EXERCISE INSTRUCTIONS:
Please copy each line of the listing below in which the word "const" appears.

GIVEN ENTRIES:

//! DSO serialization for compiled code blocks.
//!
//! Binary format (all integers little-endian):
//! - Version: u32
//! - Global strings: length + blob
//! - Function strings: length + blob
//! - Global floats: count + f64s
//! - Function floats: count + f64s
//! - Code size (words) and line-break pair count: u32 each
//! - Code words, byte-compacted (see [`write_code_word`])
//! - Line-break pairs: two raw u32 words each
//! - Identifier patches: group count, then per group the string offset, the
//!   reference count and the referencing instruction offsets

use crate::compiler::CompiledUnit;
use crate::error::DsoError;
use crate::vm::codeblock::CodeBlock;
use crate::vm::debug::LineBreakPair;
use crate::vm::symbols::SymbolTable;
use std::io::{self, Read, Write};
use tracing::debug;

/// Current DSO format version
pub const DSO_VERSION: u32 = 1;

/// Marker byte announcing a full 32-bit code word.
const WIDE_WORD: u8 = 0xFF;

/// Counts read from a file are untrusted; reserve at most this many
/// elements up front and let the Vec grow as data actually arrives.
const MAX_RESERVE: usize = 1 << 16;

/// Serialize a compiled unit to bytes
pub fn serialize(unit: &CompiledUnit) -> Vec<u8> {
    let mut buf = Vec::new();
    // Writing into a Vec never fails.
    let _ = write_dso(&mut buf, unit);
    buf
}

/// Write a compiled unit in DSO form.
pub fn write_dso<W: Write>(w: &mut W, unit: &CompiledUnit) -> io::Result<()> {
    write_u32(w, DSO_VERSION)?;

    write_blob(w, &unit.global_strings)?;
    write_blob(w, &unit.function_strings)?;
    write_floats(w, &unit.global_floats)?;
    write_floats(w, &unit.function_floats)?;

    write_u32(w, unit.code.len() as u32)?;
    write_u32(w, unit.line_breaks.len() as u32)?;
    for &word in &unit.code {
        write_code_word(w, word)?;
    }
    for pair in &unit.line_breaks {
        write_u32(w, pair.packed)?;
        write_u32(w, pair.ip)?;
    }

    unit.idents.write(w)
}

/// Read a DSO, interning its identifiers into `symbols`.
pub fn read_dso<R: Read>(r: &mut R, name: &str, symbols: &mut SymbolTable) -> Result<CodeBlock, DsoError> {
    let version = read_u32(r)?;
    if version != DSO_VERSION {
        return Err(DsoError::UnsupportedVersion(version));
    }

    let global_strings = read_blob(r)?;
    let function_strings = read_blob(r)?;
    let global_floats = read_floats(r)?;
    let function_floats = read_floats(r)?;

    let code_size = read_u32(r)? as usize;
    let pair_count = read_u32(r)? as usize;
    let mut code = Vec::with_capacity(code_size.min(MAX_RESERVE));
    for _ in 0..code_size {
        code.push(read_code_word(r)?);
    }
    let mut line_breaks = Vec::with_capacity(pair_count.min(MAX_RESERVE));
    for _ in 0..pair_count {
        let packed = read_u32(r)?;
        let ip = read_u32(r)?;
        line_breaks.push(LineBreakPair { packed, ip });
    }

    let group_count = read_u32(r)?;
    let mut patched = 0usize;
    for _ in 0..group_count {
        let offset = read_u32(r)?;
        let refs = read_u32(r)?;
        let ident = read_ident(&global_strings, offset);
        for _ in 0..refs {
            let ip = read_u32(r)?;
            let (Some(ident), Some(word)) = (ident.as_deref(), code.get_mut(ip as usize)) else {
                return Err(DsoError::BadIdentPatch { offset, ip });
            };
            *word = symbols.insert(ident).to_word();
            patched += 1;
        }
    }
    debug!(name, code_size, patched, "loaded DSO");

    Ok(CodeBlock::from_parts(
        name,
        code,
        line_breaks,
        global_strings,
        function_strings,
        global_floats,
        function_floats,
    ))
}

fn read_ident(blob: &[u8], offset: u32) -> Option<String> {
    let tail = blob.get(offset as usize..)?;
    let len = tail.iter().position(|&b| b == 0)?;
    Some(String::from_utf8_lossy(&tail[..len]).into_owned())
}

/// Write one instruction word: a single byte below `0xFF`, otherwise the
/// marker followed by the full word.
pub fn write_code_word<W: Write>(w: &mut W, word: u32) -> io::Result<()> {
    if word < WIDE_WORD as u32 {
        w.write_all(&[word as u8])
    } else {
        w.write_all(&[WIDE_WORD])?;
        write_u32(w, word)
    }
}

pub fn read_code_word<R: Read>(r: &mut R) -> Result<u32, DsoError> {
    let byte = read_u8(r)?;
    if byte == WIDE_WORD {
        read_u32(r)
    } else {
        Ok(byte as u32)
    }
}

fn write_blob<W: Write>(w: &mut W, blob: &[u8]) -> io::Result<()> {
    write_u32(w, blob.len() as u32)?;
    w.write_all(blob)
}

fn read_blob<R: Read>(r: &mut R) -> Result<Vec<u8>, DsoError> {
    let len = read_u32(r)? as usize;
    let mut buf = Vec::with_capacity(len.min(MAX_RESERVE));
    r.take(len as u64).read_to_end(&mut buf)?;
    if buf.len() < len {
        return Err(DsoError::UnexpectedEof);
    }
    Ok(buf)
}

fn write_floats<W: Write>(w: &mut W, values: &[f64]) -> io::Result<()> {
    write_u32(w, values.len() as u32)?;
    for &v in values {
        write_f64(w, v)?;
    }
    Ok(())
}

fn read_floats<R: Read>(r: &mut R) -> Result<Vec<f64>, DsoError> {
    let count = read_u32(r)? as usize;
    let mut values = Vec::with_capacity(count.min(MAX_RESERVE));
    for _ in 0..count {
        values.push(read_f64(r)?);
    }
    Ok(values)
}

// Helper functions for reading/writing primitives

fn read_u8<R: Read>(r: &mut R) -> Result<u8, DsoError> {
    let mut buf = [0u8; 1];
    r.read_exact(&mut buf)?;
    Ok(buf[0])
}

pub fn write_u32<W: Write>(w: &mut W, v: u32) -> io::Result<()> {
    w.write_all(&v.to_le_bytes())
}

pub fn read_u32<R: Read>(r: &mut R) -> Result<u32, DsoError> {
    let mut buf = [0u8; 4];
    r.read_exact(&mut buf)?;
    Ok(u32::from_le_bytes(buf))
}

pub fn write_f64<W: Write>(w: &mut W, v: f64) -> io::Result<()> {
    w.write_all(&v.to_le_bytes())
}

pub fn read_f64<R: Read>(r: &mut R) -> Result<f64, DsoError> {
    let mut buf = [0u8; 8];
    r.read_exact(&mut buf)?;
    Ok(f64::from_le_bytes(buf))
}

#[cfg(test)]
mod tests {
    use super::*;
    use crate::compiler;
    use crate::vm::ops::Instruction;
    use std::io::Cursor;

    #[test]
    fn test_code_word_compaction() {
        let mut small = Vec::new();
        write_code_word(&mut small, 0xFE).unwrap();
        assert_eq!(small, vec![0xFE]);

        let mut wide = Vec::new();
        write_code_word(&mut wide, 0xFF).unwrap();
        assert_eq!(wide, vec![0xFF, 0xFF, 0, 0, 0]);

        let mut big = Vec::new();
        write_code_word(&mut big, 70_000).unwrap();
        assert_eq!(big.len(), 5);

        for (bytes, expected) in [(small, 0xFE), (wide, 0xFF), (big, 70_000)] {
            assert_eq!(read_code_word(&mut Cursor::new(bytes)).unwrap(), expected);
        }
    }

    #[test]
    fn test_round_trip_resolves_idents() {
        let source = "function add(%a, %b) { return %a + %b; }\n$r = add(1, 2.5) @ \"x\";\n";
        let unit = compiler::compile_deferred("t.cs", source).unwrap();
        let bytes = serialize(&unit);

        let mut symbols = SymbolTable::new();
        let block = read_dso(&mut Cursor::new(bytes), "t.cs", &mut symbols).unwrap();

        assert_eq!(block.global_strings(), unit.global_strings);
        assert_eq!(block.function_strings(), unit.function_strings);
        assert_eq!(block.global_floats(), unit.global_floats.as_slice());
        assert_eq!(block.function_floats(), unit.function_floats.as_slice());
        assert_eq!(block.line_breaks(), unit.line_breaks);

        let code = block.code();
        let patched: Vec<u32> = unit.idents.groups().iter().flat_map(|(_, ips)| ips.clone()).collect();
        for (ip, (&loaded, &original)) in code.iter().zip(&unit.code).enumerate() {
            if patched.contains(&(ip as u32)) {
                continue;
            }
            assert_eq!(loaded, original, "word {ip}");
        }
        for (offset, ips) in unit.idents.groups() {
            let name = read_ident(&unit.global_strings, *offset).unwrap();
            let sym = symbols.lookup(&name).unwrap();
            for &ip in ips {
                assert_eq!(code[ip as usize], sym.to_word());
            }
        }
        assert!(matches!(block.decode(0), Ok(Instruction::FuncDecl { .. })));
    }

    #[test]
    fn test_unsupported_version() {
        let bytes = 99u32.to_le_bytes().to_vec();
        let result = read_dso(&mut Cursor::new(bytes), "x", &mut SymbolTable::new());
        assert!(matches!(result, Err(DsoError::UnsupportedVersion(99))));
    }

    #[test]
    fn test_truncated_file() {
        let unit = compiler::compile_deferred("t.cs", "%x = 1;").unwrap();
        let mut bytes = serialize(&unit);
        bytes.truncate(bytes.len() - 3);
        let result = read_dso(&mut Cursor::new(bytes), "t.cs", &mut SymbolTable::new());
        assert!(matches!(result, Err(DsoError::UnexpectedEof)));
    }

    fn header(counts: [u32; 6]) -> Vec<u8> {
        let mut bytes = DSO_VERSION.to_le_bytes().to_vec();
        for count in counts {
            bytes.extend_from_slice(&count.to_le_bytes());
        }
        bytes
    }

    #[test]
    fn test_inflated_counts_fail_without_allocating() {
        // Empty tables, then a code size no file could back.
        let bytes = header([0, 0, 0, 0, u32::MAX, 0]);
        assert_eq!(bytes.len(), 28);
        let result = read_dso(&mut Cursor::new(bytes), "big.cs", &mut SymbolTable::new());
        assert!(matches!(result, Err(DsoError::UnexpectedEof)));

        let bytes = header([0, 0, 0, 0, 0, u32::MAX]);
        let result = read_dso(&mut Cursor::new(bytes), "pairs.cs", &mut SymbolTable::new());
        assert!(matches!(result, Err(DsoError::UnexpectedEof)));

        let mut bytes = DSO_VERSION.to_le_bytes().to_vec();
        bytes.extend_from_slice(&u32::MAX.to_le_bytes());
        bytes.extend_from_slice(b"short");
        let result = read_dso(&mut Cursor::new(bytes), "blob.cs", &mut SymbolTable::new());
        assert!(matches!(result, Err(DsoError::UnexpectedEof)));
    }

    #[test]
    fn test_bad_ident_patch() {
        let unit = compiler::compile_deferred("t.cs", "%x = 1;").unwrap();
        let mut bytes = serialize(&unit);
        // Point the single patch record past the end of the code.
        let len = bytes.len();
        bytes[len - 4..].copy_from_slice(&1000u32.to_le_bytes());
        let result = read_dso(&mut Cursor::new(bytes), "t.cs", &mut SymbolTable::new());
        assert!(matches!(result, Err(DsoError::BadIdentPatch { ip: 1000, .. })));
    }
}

TASK SOLUTION:
pub const DSO_VERSION: u32 = 1;
const WIDE_WORD: u8 = 0xFF;
const MAX_RESERVE: usize = 1 << 16;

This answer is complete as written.